Excerpts from a dataset:
%%

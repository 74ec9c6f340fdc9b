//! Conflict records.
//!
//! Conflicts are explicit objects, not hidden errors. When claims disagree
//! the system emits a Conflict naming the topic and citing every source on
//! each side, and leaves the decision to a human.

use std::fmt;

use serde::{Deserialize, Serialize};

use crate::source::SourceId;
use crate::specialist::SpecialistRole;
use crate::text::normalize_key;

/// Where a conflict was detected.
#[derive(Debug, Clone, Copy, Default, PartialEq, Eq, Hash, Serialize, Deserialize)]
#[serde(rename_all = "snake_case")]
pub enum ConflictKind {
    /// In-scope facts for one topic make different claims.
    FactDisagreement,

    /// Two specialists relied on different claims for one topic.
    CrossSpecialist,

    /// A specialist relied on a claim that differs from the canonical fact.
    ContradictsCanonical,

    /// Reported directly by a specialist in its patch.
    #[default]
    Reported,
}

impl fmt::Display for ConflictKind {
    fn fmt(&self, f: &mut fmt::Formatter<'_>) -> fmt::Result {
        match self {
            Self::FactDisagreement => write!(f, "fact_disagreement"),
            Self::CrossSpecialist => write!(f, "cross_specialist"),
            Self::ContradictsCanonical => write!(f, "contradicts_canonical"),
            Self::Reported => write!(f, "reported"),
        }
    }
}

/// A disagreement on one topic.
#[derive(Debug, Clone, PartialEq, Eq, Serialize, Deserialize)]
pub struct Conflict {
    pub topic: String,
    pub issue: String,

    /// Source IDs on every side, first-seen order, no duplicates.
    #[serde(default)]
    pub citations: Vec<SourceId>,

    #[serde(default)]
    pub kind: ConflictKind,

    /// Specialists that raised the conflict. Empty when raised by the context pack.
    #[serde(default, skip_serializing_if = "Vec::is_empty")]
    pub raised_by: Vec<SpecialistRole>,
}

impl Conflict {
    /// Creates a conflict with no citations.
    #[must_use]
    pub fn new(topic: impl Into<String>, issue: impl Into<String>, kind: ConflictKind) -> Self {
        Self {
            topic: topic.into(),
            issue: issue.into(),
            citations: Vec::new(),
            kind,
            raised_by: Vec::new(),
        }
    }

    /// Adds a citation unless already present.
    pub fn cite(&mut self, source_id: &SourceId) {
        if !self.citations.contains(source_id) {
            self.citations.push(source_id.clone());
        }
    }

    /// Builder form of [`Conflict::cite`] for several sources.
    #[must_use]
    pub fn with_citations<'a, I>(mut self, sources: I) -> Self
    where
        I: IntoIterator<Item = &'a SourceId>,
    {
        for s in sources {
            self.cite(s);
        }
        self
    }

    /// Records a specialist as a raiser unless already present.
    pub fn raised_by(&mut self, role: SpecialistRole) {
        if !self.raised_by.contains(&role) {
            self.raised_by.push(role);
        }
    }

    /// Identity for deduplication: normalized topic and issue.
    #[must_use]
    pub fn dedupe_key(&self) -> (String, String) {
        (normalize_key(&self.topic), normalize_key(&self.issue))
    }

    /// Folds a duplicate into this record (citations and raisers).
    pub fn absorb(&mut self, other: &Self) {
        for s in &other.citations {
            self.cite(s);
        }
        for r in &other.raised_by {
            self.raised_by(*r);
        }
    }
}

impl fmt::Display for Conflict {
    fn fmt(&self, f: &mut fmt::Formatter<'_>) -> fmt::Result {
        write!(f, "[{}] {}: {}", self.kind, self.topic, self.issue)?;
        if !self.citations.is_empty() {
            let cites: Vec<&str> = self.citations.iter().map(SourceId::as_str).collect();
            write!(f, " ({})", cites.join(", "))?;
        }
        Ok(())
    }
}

%%

**DIRECTIONS FOR THIS TASK:**
Determine how many lines in the entries above contain the word "issue", and respond with the number alone.

**RESPONSE TO THE TASK:**
6